Thailand and Cambodia are locked in a long-standing territorial dispute over 27,000 square-km of sea believed to be rich in oil and gas reserves known as the overlapping claims area. In July 2009, the government said that it had awarded an exploration license for 2,430 square-km of the sea to French pet­rochemical giant Total.

Mr. An has been absent from public life for about two months and, until this week, the government had declined to give details of his condition. A statement released Tuesday confirmed that Mr. An had received treatment for kidney stones in Singapore. Although his apparent return was shrouded in secrecy, a bodyguard to Mr. An, who asked not to be named because he was not authorized to speak to the media, confirmed that the deputy prime minister had arrived in Cambodia yesterday evening.

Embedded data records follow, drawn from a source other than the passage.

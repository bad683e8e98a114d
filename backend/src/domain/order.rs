//! Order aggregate, lifecycle states, and the role/status transition table.

use chrono::{DateTime, Utc};
use serde::{Deserialize, Serialize};
use std::fmt;
use std::str::FromStr;

use super::user::Role;

/// Lifecycle state of an order.
///
/// Legal chain: `Pending → Cooking → Cooked → PickedUp → Delivered`.
/// Which role may trigger each edge is encoded in [`may_transition`].
#[derive(Debug, Clone, Copy, PartialEq, Eq, Hash, Serialize, Deserialize)]
#[serde(rename_all = "snake_case")]
pub enum OrderStatus {
    Pending,
    Cooking,
    Cooked,
    PickedUp,
    Delivered,
}

impl OrderStatus {
    /// Stable lowercase identifier used in storage and payloads.
    #[must_use]
    pub const fn as_str(self) -> &'static str {
        match self {
            Self::Pending => "pending",
            Self::Cooking => "cooking",
            Self::Cooked => "cooked",
            Self::PickedUp => "picked_up",
            Self::Delivered => "delivered",
        }
    }

    /// The next state in the legal chain, if any.
    #[must_use]
    pub const fn next(self) -> Option<Self> {
        match self {
            Self::Pending => Some(Self::Cooking),
            Self::Cooking => Some(Self::Cooked),
            Self::Cooked => Some(Self::PickedUp),
            Self::PickedUp => Some(Self::Delivered),
            Self::Delivered => None,
        }
    }
}

impl fmt::Display for OrderStatus {
    fn fmt(&self, f: &mut fmt::Formatter<'_>) -> fmt::Result {
        f.write_str(self.as_str())
    }
}

/// Error returned when parsing an unknown status identifier.
#[derive(Debug, Clone, PartialEq, Eq, thiserror::Error)]
#[error("unknown order status: {0}")]
pub struct ParseOrderStatusError(pub String);

impl FromStr for OrderStatus {
    type Err = ParseOrderStatusError;

    fn from_str(value: &str) -> Result<Self, Self::Err> {
        match value {
            "pending" => Ok(Self::Pending),
            "cooking" => Ok(Self::Cooking),
            "cooked" => Ok(Self::Cooked),
            "picked_up" => Ok(Self::PickedUp),
            "delivered" => Ok(Self::Delivered),
            other => Err(ParseOrderStatusError(other.to_owned())),
        }
    }
}

/// Decide whether `role` may move an order from `from` to `to`.
///
/// Owners advance orders through the kitchen (`Pending→Cooking→Cooked`);
/// riders take over from there (`Cooked→PickedUp→Delivered`). Clients never
/// edit status. Skipping states is never legal.
#[must_use]
pub fn may_transition(role: Role, from: OrderStatus, to: OrderStatus) -> bool {
    if from.next() != Some(to) {
        return false;
    }
    match role {
        Role::Owner => matches!(to, OrderStatus::Cooking | OrderStatus::Cooked),
        Role::Delivery => matches!(to, OrderStatus::PickedUp | OrderStatus::Delivered),
        Role::Client => false,
    }
}

/// One chosen customisation on an ordered dish.
#[derive(Debug, Clone, PartialEq, Eq, Serialize, Deserialize)]
#[serde(rename_all = "camelCase")]
pub struct OrderItemOption {
    pub name: String,
    #[serde(skip_serializing_if = "Option::is_none")]
    pub choice: Option<String>,
}

/// A dish within an order, with the customisations chosen at order time.
#[derive(Debug, Clone, PartialEq, Eq)]
pub struct OrderItem {
    pub id: i32,
    pub order_id: i32,
    pub dish_id: i32,
    pub options: Vec<OrderItemOption>,
}

/// An order placed by a customer against a restaurant.
#[derive(Debug, Clone, PartialEq, Eq)]
pub struct Order {
    pub id: i32,
    pub customer_id: i32,
    /// Rider assigned when the order is picked up.
    pub driver_id: Option<i32>,
    pub restaurant_id: i32,
    pub status: OrderStatus,
    /// Whole currency units; computed at creation from dish and option prices.
    pub total_price: Option<i32>,
    pub created_at: DateTime<Utc>,
    pub updated_at: DateTime<Utc>,
}

/// Fields for an order row that does not exist yet.
#[derive(Debug, Clone, PartialEq, Eq)]
pub struct NewOrder {
    pub customer_id: i32,
    pub restaurant_id: i32,
    pub status: OrderStatus,
    pub total_price: Option<i32>,
    /// `(dish_id, chosen options)` pairs persisted alongside the order.
    pub items: Vec<(i32, Vec<OrderItemOption>)>,
}

impl Order {
    /// Whether `user_id` participates in this order as customer or driver.
    #[must_use]
    pub fn involves_user(&self, user_id: i32) -> bool {
        self.customer_id == user_id || self.driver_id == Some(user_id)
    }
}
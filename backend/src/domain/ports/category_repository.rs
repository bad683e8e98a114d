//! Persistence port for categories.

use async_trait::async_trait;
use thiserror::Error;

use crate::domain::restaurant::Category;

/// Errors raised by category repository adapters.
#[derive(Debug, Clone, PartialEq, Eq, Error)]
pub enum CategoryRepositoryError {
    /// Repository connection could not be established.
    #[error("category repository connection failed: {message}")]
    Connection { message: String },
    /// Query or mutation failed during execution.
    #[error("category repository query failed: {message}")]
    Query { message: String },
}

impl CategoryRepositoryError {
    /// Helper for connection oriented failures.
    pub fn connection(message: impl Into<String>) -> Self {
        Self::Connection {
            message: message.into(),
        }
    }

    /// Helper for query failures.
    pub fn query(message: impl Into<String>) -> Self {
        Self::Query {
            message: message.into(),
        }
    }
}

/// Port for category storage.
#[cfg_attr(test, mockall::automock)]
#[async_trait]
pub trait CategoryRepository: Send + Sync {
    /// Look up the category with `slug`, creating it when absent.
    ///
    /// Implementations must make this a single atomic step keyed on the
    /// unique slug so concurrent callers cannot create duplicates.
    async fn get_or_create(
        &self,
        name: &str,
        slug: &str,
    ) -> Result<Category, CategoryRepositoryError>;

    /// Every category.
    async fn all(&self) -> Result<Vec<Category>, CategoryRepositoryError>;

    /// Fetch a category by slug.
    async fn find_by_slug(&self, slug: &str)
        -> Result<Option<Category>, CategoryRepositoryError>;
}
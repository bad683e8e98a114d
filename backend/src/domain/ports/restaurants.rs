//! Driving port for restaurant, category, and dish management.

use async_trait::async_trait;
use pagination::{PageRequest, Paginated};

use crate::domain::restaurant::{Category, DishOption, Restaurant};
use crate::domain::user::User;
use crate::domain::Error;

/// Fields required to open a restaurant.
#[derive(Debug, Clone, PartialEq, Eq)]
pub struct CreateRestaurantRequest {
    pub name: String,
    pub cover_image: String,
    pub address: String,
    /// Free-text category name, normalised to a slug by the service.
    pub category_name: String,
}

/// Partial restaurant update; absent fields are left untouched.
#[derive(Debug, Clone, Default, PartialEq, Eq)]
pub struct EditRestaurantRequest {
    pub restaurant_id: i32,
    pub name: Option<String>,
    pub cover_image: Option<String>,
    pub address: Option<String>,
    pub category_name: Option<String>,
}

/// Fields required to add a dish to a restaurant's menu.
#[derive(Debug, Clone, PartialEq, Eq)]
pub struct CreateDishRequest {
    pub restaurant_id: i32,
    pub name: String,
    pub price: i32,
    pub description: String,
    pub photo: Option<String>,
    pub options: Vec<DishOption>,
}

/// Partial dish update; absent fields are left untouched.
#[derive(Debug, Clone, Default, PartialEq, Eq)]
pub struct EditDishRequest {
    pub dish_id: i32,
    pub name: Option<String>,
    pub price: Option<i32>,
    pub description: Option<String>,
    pub photo: Option<String>,
    pub options: Option<Vec<DishOption>>,
}

/// A category together with how many restaurants it groups.
#[derive(Debug, Clone, PartialEq, Eq)]
pub struct CategoryWithCount {
    pub category: Category,
    pub restaurant_count: u64,
}

/// A category page: the category, one window of its restaurants, totals.
#[derive(Debug, Clone, PartialEq, Eq)]
pub struct CategoryPage {
    pub category: Category,
    pub restaurants: Vec<Restaurant>,
    pub total_results: u64,
    pub total_pages: u32,
}

/// Use-case surface for the restaurant domain.
#[cfg_attr(test, mockall::automock)]
#[async_trait]
pub trait Restaurants: Send + Sync {
    /// Open a restaurant owned by `owner`, creating its category on demand.
    async fn create_restaurant(
        &self,
        owner: &User,
        request: CreateRestaurantRequest,
    ) -> Result<(), Error>;

    /// Edit a restaurant; only its owner may.
    async fn edit_restaurant(
        &self,
        owner: &User,
        request: EditRestaurantRequest,
    ) -> Result<(), Error>;

    /// Delete a restaurant; only its owner may.
    async fn delete_restaurant(&self, owner: &User, restaurant_id: i32) -> Result<(), Error>;

    /// Every category with its restaurant count.
    async fn all_categories(&self) -> Result<Vec<CategoryWithCount>, Error>;

    /// A category resolved by slug plus one page of its restaurants.
    async fn find_category_by_slug(
        &self,
        slug: &str,
        page: PageRequest,
    ) -> Result<CategoryPage, Error>;

    /// One page of all restaurants.
    async fn all_restaurants(&self, page: PageRequest) -> Result<Paginated<Restaurant>, Error>;

    /// Fetch a restaurant by id.
    async fn find_restaurant_by_id(&self, restaurant_id: i32) -> Result<Restaurant, Error>;

    /// One page of restaurants whose name contains `query`, case-insensitively.
    async fn search_restaurant_by_name(
        &self,
        query: &str,
        page: PageRequest,
    ) -> Result<Paginated<Restaurant>, Error>;

    /// Add a dish to a restaurant's menu; only the restaurant's owner may.
    async fn create_dish(&self, owner: &User, request: CreateDishRequest) -> Result<(), Error>;

    /// Edit a dish; only the owning restaurant's owner may.
    async fn edit_dish(&self, owner: &User, request: EditDishRequest) -> Result<(), Error>;

    /// Delete a dish; only the owning restaurant's owner may.
    async fn delete_dish(&self, owner: &User, dish_id: i32) -> Result<(), Error>;
}
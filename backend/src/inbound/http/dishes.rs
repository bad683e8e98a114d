//! Dish HTTP handlers. All three operations are owner-gated.
//!
//! ```text
//! POST   /api/dishes
//! PATCH  /api/dishes/{id}
//! DELETE /api/dishes/{id}
//! ```

use actix_web::{HttpResponse, delete, patch, post, web};
use serde::Deserialize;

use crate::domain::ApiResult;
use crate::domain::ports::{CreateDishRequest, EditDishRequest};
use crate::domain::restaurant::DishOption;
use crate::inbound::http::auth::AuthContext;
use crate::inbound::http::envelope;
use crate::inbound::http::state::HttpState;

/// Request payload for adding a dish to a menu.
#[derive(Debug, Deserialize)]
#[serde(rename_all = "camelCase")]
pub struct CreateDishBody {
    pub restaurant_id: i32,
    pub name: String,
    pub price: i32,
    pub description: String,
    pub photo: Option<String>,
    #[serde(default)]
    pub options: Vec<DishOption>,
}

/// Request payload for editing a dish.
#[derive(Debug, Deserialize)]
#[serde(rename_all = "camelCase")]
pub struct EditDishBody {
    pub name: Option<String>,
    pub price: Option<i32>,
    pub description: Option<String>,
    pub photo: Option<String>,
    pub options: Option<Vec<DishOption>>,
}

/// Add a dish to one of the caller's restaurants.
#[post("/dishes")]
pub async fn create_dish(
    state: web::Data<HttpState>,
    auth: AuthContext,
    body: web::Json<CreateDishBody>,
) -> ApiResult<HttpResponse> {
    let owner = auth.require("create_dish")?;
    let body = body.into_inner();
    Ok(envelope::respond_empty(
        state
            .restaurants
            .create_dish(
                owner,
                CreateDishRequest {
                    restaurant_id: body.restaurant_id,
                    name: body.name,
                    price: body.price,
                    description: body.description,
                    photo: body.photo,
                    options: body.options,
                },
            )
            .await,
    ))
}

/// Edit a dish on one of the caller's menus.
#[patch("/dishes/{id}")]
pub async fn edit_dish(
    state: web::Data<HttpState>,
    auth: AuthContext,
    path: web::Path<i32>,
    body: web::Json<EditDishBody>,
) -> ApiResult<HttpResponse> {
    let owner = auth.require("edit_dish")?;
    let body = body.into_inner();
    Ok(envelope::respond_empty(
        state
            .restaurants
            .edit_dish(
                owner,
                EditDishRequest {
                    dish_id: path.into_inner(),
                    name: body.name,
                    price: body.price,
                    description: body.description,
                    photo: body.photo,
                    options: body.options,
                },
            )
            .await,
    ))
}

/// Remove a dish from one of the caller's menus.
#[delete("/dishes/{id}")]
pub async fn delete_dish(
    state: web::Data<HttpState>,
    auth: AuthContext,
    path: web::Path<i32>,
) -> ApiResult<HttpResponse> {
    let owner = auth.require("delete_dish")?;
    Ok(envelope::respond_empty(
        state.restaurants.delete_dish(owner, path.into_inner()).await,
    ))
}
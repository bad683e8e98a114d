//! Slug derivation for category names.
//!
//! Slugs are trimmed, lowercase identifiers with whitespace runs collapsed
//! to single hyphens. Category uniqueness is keyed on the slug, so two
//! spellings of the same name ("Korean BBQ", "korean bbq ") resolve to the
//! same category.

/// Derive the canonical slug for a free-text category name.
#[must_use]
pub fn slugify(name: &str) -> String {
    name.trim()
        .to_lowercase()
        .split_whitespace()
        .collect::<Vec<_>>()
        .join("-")
}

/// Return `true` when `value` is already a canonical slug.
#[must_use]
pub fn is_valid_slug(value: &str) -> bool {
    !value.is_empty()
        && value == value.trim()
        && value
            .chars()
            .all(|ch| ch.is_ascii_lowercase() || ch.is_ascii_digit() || ch == '-')
}

#[cfg(test)]
mod tests {
    use super::*;
    use rstest::rstest;

    #[rstest]
    #[case("Korean BBQ", "korean-bbq")]
    #[case("Korean BBQ ", "korean-bbq")]
    #[case("  Fast   Food  ", "fast-food")]
    #[case("pizza", "pizza")]
    fn slugify_normalises_case_and_whitespace(#[case] name: &str, #[case] slug: &str) {
        assert_eq!(slugify(name), slug);
    }

    #[rstest]
    #[case("korean-bbq", true)]
    #[case("pizza2", true)]
    #[case("", false)]
    #[case("Korean", false)]
    #[case("korean bbq", false)]
    fn slug_validity(#[case] value: &str, #[case] valid: bool) {
        assert_eq!(is_valid_slug(value), valid);
    }

    #[rstest]
    fn slugify_output_is_always_valid() {
        for name in ["Korean BBQ", " Tex  Mex ", "Sushi"] {
            assert!(is_valid_slug(&slugify(name)));
        }
    }
}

As a flight from Singapore arrived at Phnom Penh International Airport yesterday evening, a motorcade of cars with tinted windows picked up people from the plane on the tarmac.

Bodyguards told reporters that they were not allowed to stand at the airport gate or take photographs. Svay Sitha, a secretary of state at the Council of Ministers, then appeared at the airport gate. Asked about Mr. An, Mr. Sitha replied, “I don’t know who Sok An is.”